Just that really. I left school in 1963. My school took the view we would leave at 15 or could perhaps ‘ stay on’ til 16. Employment would be either office, shop, or factory. I had no careers advice.p and no one asked about my interests and aptitude or if I had a preference. I didn’t think there was an option and never ever questioned this.

What was your experience?

Seefah Sat 09-May-20 10:09:31

I was encouraged at school to take Oxbridge exams and encouraged at home to do Maths. The problem was no one explained why and I always have to know why before I do something. I knew nothing about life at Oxford and Cambridge since my parents were business people and I was terrified of Maths. My pompous half brother did Maths at uni and used to say I was retarded. That didn’t help.
I wrote off academics until my 50’s when I got an MA distinction and realised sadly I would have been very happy in academics as indeed my daughter is! Carl Rogers said we live the unfulfilled lives of our parents and she just did her PhD and flies high in her field so that fits.

inishowen Sat 09-May-20 10:05:06

I left school at 16 with 7 CSE's. No career advice, either office, shop, hairdressing or factory. I got into an office and was there for life.

NotSpaghetti Sat 09-May-20 10:02:49

Terribull I love your parents for finding the theatre and culture so important. I'm sure it was no fun to be short of shoes but inspite of the negatives it sounds to me that you had a rich and empowering childhood.

My parents weren't as adventurous as yours but were much more open than many so had friends of various ethnicities and gay ones too. They had arty friends and very straight-laced ones and quite rich and poor ones. They also had friends of many different faiths and none. This was the most influential thing I feel on the young me.

They always told me that I could do what I liked and were supportive of me. I know they were dissapointed that I married young after university and my degree was therefore "wasted" but they did quickly come to terms with that when I had a family and they had grandchildren to love.

Regarding school, I was the first in the family to go to a grammar school. It was a huge privilege I understood and the expectation from school was that we would all have careers rather than jobs. Of course some did leave after O'levels but most stayed on and most of those went to university or teacher training.

Career advice was on site and available at lunchtimes - all the university prospectus' and drawers full of other info. There was a rather useless career specialist there who you could make appointments with - so I suppose, in fact, this was quite advanced. Out headteacher was a women who had been to Sweden studying their educational system and wax very impressed, she brought loads of changes based on the idea of mutual respect apparently and treating young people as adults... but if was still pretty strict!
Unfortunately the woman who was the careers specialist had a rather narrow view of the world and was not good at thinking outside the norm, oh how I would have loved her to suggest something that made my heart sing!
We used to laugh about her lack of imagination I'm afraid.

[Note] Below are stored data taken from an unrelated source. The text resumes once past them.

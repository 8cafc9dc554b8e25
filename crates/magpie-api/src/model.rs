//! Wire models for the Magpie HTTP API
//!
//! These shapes are the JSON contract between the server, the embedded web
//! UI, and API clients. Field names are part of that contract.

use serde::{Deserialize, Serialize};

/// Request body for `POST /start`: a newline-separated list of image URLs.
#[derive(Clone, Debug, Deserialize, Serialize)]
pub struct StartTaskRequest {
    pub urls: String,
}

/// Response body for `POST /start`.
#[derive(Clone, Debug, Deserialize, Serialize)]
pub struct StartTaskResponse {
    pub task_id: String,
}

/// JSON error body used by all API endpoints.
#[derive(Clone, Debug, Deserialize, Serialize)]
pub struct ApiError {
    pub error: String,
}

impl ApiError {
    pub fn new(message: impl Into<String>) -> Self {
        Self {
            error: message.into(),
        }
    }
}

/// State of a single download within a task.
///
/// Serialized as a display string: `"downloading"`, `"done"`, or
/// `"failed: <reason>"`. The web UI dispatches on the `done`/`failed`
/// prefixes.
#[derive(Clone, Debug, PartialEq, Eq, Deserialize, Serialize)]
#[serde(into = "String", try_from = "String")]
pub enum DownloadStatus {
    Downloading,
    Done,
    Failed(String),
}

const FAILED_PREFIX: &str = "failed: ";

impl std::fmt::Display for DownloadStatus {
    fn fmt(&self, f: &mut std::fmt::Formatter<'_>) -> std::fmt::Result {
        match self {
            DownloadStatus::Downloading => write!(f, "downloading"),
            DownloadStatus::Done => write!(f, "done"),
            DownloadStatus::Failed(reason) => write!(f, "{}{}", FAILED_PREFIX, reason),
        }
    }
}

impl From<DownloadStatus> for String {
    fn from(status: DownloadStatus) -> Self {
        status.to_string()
    }
}

impl TryFrom<String> for DownloadStatus {
    type Error = String;

    fn try_from(value: String) -> Result<Self, Self::Error> {
        match value.as_str() {
            "downloading" => Ok(DownloadStatus::Downloading),
            "done" => Ok(DownloadStatus::Done),
            s => match s.strip_prefix(FAILED_PREFIX) {
                Some(reason) => Ok(DownloadStatus::Failed(reason.to_string())),
                None => Err(format!("unknown download status: {}", s)),
            },
        }
    }
}

/// Per-image progress entry inside a [`TaskSnapshot`].
#[derive(Clone, Debug, Deserialize, Serialize)]
pub struct DownloadItem {
    pub name: String,
    pub status: DownloadStatus,
    pub progress: u8,
}

impl DownloadItem {
    /// New entry for a download that is about to begin.
    pub fn pending(name: impl Into<String>) -> Self {
        Self {
            name: name.into(),
            status: DownloadStatus::Downloading,
            progress: 0,
        }
    }
}

/// Full state of a download task, pushed to subscribers on every change.
///
/// `done` flips to `true` exactly once, after the archive has been written.
#[derive(Clone, Debug, Default, Deserialize, Serialize)]
pub struct TaskSnapshot {
    pub items: Vec<DownloadItem>,
    pub done: bool,
}

/// Response body for `POST /login` when the client asks for JSON.
#[derive(Debug, Deserialize, Serialize)]
#[serde(rename_all = "camelCase")]
pub struct LoginResult {
    pub access_token: String,
    pub token_ttl: i64,
    pub username: String,
}

/// Form body for `POST /login`.
#[derive(Clone, Debug, Deserialize)]
pub struct LoginForm {
    pub username: Option<String>,
    pub password: Option<String>,
    pub next: Option<String>,
}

janthegranx6 Sat 09-May-20 10:02:40

In 1960 my father told me there was no point staying on at my secondary modern school because I'd only get married. So at 15, with no qualifications I went to work in a factory, and just to prove him right I got married at 20.

After 10 years as a mum of 3 my husband encouraged me to do O level English and to everyone's amazement I got an A. This was followed by 5 more O levels and 2 A levels, most at A. I wen't to the local teacher training college and passed with first class honours. As a teacher I made it my life's work to bathe my pupils in encouragement and support.

On retirement I did a masters in creative writing and got a distinction, useful for a second career teaching creative writing to the over 50's. It would have been easy to blame my parents and teachers for not recognizing my potential and the 5 years it took me to catch up. It has made me very aware of the potential in everybody, and how a well timed word of encouragement can change lives.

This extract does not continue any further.